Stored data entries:
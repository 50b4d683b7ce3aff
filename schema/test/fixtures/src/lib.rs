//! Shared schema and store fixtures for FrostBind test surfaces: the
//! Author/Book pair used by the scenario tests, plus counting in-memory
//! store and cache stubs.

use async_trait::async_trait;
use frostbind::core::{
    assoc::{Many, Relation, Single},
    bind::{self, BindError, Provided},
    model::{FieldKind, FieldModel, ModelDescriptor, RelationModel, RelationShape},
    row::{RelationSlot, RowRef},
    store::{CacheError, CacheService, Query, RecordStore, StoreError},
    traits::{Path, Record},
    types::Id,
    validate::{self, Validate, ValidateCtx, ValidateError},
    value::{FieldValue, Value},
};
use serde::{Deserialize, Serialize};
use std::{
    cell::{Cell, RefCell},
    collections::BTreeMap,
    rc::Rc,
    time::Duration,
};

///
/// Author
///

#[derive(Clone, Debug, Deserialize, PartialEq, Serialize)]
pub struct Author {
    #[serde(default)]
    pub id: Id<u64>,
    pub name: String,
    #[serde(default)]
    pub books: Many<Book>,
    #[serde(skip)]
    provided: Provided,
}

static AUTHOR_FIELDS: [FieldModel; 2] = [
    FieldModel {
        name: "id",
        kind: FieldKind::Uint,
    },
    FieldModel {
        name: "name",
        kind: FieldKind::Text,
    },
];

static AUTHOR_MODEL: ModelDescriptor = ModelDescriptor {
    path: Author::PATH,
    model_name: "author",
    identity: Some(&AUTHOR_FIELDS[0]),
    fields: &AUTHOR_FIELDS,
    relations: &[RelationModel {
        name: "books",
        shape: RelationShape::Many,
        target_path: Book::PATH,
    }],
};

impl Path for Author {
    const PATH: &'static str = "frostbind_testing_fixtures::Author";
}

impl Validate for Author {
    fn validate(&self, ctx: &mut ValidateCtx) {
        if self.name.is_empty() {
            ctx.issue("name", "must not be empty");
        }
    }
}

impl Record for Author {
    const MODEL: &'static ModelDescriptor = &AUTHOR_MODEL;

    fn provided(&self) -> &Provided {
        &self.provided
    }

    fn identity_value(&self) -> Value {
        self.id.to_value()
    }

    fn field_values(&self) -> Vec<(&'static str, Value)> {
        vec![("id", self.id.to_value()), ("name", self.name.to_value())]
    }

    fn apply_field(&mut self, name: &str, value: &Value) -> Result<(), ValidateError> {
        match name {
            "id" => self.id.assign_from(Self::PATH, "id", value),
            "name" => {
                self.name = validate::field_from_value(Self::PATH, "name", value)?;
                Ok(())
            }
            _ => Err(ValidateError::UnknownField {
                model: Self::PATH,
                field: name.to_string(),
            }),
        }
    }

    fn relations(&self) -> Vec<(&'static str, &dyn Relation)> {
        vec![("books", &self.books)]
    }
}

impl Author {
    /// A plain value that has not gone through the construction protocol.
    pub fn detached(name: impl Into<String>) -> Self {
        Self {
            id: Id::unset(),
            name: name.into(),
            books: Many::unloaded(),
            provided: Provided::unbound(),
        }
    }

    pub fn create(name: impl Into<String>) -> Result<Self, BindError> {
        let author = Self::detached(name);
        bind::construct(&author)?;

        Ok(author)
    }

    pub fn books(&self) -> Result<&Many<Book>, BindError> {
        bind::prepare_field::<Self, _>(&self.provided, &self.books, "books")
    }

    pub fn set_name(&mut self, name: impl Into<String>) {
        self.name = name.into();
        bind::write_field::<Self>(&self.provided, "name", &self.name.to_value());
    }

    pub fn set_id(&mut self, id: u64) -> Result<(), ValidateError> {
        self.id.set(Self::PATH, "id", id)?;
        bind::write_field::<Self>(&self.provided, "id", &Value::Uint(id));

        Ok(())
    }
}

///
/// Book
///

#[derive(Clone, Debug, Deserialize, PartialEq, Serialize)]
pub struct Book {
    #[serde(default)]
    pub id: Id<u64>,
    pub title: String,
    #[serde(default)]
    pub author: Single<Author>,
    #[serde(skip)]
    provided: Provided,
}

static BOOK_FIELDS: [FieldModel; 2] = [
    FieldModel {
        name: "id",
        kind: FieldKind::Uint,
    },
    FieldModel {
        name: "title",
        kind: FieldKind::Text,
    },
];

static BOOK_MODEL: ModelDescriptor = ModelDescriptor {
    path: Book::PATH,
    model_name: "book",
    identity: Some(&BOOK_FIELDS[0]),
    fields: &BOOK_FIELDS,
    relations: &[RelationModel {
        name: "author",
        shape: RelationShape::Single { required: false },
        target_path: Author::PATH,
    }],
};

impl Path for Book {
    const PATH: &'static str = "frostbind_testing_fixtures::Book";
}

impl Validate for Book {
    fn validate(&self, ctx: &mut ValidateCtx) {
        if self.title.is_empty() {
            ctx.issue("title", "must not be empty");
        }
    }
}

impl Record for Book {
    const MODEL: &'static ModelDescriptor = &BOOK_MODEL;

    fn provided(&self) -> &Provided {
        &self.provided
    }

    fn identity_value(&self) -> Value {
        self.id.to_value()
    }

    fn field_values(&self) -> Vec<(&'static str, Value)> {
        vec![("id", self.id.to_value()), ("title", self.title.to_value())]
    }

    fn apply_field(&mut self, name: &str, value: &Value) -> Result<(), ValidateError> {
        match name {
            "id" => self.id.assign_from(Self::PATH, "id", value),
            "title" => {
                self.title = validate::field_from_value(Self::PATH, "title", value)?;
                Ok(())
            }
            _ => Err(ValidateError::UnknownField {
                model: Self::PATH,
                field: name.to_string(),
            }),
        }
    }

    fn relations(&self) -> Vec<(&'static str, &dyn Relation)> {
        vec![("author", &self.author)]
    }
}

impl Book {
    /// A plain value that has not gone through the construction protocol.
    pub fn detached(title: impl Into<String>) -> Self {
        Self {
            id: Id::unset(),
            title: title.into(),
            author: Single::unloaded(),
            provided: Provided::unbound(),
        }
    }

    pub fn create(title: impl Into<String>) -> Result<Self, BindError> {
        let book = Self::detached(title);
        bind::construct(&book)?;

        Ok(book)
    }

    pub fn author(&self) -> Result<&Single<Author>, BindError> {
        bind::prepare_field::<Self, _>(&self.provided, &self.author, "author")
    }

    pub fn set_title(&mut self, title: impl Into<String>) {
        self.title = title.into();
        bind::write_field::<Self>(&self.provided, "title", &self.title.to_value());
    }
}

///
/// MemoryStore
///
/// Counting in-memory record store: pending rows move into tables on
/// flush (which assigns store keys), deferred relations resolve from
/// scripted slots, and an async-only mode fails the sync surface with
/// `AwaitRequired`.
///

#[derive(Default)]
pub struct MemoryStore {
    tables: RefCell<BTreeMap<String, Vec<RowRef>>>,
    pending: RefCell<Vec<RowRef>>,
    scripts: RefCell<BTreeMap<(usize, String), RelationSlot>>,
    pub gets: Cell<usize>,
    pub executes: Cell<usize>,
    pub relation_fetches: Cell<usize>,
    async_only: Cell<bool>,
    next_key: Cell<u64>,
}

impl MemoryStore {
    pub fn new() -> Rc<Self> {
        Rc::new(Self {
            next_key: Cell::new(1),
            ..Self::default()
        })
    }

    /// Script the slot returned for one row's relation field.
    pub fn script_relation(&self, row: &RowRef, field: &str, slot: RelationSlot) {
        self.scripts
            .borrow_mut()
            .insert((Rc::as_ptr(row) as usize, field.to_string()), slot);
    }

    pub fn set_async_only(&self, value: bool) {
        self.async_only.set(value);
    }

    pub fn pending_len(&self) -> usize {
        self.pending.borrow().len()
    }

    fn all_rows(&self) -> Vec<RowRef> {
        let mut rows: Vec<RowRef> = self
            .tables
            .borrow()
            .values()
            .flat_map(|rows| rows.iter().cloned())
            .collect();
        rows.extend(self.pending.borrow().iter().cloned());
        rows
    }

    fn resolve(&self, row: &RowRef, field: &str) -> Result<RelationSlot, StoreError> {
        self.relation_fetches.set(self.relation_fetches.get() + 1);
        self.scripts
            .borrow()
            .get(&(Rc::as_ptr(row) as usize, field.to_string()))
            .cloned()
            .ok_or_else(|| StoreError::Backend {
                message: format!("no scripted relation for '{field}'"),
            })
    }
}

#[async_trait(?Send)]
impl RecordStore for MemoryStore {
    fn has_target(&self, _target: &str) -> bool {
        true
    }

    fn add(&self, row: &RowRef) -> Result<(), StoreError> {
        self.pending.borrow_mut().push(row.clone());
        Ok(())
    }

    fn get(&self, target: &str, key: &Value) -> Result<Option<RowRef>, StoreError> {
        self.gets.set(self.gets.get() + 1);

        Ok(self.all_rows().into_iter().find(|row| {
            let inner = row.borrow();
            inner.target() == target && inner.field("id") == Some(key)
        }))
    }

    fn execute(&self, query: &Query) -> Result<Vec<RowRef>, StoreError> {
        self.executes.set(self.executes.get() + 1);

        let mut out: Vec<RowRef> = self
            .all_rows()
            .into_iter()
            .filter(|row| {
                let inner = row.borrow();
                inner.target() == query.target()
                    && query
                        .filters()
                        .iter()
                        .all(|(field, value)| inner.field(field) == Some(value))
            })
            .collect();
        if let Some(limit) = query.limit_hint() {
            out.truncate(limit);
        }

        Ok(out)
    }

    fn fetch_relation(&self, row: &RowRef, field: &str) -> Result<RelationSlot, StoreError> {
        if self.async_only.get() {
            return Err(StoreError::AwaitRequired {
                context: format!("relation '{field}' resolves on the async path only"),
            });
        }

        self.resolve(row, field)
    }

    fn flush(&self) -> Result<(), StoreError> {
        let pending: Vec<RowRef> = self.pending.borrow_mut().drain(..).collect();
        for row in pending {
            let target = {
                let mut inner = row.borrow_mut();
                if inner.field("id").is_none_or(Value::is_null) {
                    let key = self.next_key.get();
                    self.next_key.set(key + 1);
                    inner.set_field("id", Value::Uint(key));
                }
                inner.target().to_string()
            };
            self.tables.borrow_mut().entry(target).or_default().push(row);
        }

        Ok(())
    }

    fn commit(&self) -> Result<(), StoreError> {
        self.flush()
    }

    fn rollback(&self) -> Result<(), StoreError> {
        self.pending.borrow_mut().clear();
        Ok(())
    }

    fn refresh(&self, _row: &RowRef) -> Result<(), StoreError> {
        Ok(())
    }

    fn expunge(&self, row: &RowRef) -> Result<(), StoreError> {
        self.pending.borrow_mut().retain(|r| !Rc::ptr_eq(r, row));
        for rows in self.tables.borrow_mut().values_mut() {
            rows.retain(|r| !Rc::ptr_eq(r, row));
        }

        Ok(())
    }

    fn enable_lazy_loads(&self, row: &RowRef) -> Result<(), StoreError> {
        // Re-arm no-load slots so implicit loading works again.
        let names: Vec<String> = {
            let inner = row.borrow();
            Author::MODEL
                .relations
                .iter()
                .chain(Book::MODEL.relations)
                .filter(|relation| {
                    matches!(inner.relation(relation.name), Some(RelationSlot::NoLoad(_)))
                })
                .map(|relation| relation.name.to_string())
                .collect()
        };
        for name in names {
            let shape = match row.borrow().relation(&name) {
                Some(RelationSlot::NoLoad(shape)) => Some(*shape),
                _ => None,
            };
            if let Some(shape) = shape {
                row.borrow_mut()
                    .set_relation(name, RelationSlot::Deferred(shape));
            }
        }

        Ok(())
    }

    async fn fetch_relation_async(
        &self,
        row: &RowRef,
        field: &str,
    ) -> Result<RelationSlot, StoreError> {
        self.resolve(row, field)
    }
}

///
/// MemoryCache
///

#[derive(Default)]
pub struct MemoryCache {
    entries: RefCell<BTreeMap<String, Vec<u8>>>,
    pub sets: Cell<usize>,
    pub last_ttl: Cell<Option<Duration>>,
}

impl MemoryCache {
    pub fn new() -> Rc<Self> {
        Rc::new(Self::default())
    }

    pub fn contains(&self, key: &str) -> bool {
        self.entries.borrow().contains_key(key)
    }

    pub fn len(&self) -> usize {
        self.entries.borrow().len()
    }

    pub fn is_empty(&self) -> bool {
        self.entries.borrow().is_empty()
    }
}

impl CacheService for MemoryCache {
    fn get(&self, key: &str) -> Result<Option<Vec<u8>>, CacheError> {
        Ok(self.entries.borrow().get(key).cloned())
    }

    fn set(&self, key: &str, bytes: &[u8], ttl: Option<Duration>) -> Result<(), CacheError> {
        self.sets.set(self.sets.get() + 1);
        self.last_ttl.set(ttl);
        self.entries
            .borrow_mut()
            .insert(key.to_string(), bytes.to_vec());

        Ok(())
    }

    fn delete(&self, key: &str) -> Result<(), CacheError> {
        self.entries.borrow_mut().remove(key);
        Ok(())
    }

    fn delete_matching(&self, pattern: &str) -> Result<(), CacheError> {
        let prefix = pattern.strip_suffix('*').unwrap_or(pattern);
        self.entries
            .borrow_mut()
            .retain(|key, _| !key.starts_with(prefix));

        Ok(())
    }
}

==

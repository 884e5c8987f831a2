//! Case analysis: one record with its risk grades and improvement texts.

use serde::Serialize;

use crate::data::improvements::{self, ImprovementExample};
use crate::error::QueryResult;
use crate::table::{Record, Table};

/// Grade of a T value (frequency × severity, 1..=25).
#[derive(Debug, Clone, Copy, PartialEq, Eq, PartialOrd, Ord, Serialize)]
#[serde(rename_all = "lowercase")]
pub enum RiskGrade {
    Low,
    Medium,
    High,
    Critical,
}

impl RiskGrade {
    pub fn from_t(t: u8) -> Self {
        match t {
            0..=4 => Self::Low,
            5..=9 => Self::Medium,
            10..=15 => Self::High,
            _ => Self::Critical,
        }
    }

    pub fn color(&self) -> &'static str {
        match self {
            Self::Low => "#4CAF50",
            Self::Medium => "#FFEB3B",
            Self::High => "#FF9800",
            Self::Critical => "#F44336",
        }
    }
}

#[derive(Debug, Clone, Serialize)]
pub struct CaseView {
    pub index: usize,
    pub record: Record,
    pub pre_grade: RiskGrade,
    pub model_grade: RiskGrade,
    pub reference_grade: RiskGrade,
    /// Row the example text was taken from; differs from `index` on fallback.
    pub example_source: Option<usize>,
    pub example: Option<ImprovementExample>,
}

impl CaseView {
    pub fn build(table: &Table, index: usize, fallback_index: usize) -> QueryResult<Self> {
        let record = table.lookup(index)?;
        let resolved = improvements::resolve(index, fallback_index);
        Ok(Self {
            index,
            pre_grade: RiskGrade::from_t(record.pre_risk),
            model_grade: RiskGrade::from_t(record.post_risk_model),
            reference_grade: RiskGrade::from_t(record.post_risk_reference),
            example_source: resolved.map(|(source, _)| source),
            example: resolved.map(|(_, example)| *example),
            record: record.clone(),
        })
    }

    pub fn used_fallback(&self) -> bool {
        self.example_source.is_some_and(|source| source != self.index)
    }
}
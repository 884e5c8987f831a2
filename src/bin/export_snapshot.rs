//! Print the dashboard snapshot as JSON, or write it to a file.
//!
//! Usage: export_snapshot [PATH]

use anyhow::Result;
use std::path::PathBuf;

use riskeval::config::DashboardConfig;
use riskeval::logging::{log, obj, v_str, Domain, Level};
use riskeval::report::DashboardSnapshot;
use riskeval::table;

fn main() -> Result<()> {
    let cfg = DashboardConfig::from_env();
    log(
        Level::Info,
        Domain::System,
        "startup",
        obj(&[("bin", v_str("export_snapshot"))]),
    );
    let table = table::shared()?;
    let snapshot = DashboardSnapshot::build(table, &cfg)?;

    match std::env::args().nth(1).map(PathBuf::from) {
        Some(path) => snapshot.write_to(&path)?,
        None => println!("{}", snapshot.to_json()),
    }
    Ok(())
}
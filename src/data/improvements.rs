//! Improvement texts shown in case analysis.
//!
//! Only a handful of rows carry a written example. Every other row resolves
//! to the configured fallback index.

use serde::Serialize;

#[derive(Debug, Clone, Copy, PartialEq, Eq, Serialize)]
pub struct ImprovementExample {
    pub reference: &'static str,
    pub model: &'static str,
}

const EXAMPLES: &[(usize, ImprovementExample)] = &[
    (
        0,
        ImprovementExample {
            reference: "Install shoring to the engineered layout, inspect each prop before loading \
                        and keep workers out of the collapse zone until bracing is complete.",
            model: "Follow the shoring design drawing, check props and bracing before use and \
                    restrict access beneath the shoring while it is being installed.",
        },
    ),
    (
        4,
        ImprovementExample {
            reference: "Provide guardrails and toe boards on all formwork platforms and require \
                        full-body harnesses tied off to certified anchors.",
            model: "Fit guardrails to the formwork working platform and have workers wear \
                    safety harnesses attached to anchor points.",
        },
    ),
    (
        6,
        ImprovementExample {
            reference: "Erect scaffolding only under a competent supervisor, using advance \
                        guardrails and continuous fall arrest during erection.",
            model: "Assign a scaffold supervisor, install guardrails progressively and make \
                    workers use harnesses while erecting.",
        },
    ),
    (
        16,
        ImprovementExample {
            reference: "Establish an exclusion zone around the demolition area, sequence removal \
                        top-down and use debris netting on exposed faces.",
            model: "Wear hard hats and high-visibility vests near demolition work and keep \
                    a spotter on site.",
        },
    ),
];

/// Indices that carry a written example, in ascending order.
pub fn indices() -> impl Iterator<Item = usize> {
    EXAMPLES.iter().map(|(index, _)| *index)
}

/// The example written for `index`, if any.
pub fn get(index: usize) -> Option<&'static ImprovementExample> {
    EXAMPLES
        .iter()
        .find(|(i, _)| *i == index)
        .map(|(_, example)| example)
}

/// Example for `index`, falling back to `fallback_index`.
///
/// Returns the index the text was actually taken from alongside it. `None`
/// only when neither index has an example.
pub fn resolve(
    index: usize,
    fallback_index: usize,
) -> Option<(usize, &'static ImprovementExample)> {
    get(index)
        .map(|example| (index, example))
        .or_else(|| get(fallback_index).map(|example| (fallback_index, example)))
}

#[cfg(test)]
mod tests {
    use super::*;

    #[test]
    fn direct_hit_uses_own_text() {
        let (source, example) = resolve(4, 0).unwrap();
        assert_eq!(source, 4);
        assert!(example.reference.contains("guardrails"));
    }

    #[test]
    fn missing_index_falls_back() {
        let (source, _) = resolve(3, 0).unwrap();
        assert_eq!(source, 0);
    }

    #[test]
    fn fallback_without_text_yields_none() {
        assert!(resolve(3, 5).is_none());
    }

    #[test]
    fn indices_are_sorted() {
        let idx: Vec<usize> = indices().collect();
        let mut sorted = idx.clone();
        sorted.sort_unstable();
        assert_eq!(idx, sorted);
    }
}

(REQUIREMENT): Reproduce, word for word and in full, only the lines above that start at the line with "filename schema/test/fixtures/src/lib.rs" and run through the line with "use async_trait::async_trait;", both ends included.

(OUTPUT FOR THIS EXERCISE):
filename schema/test/fixtures/src/lib.rs
//! Shared schema and store fixtures for FrostBind test surfaces: the
//! Author/Book pair used by the scenario tests, plus counting in-memory
//! store and cache stubs.

use async_trait::async_trait;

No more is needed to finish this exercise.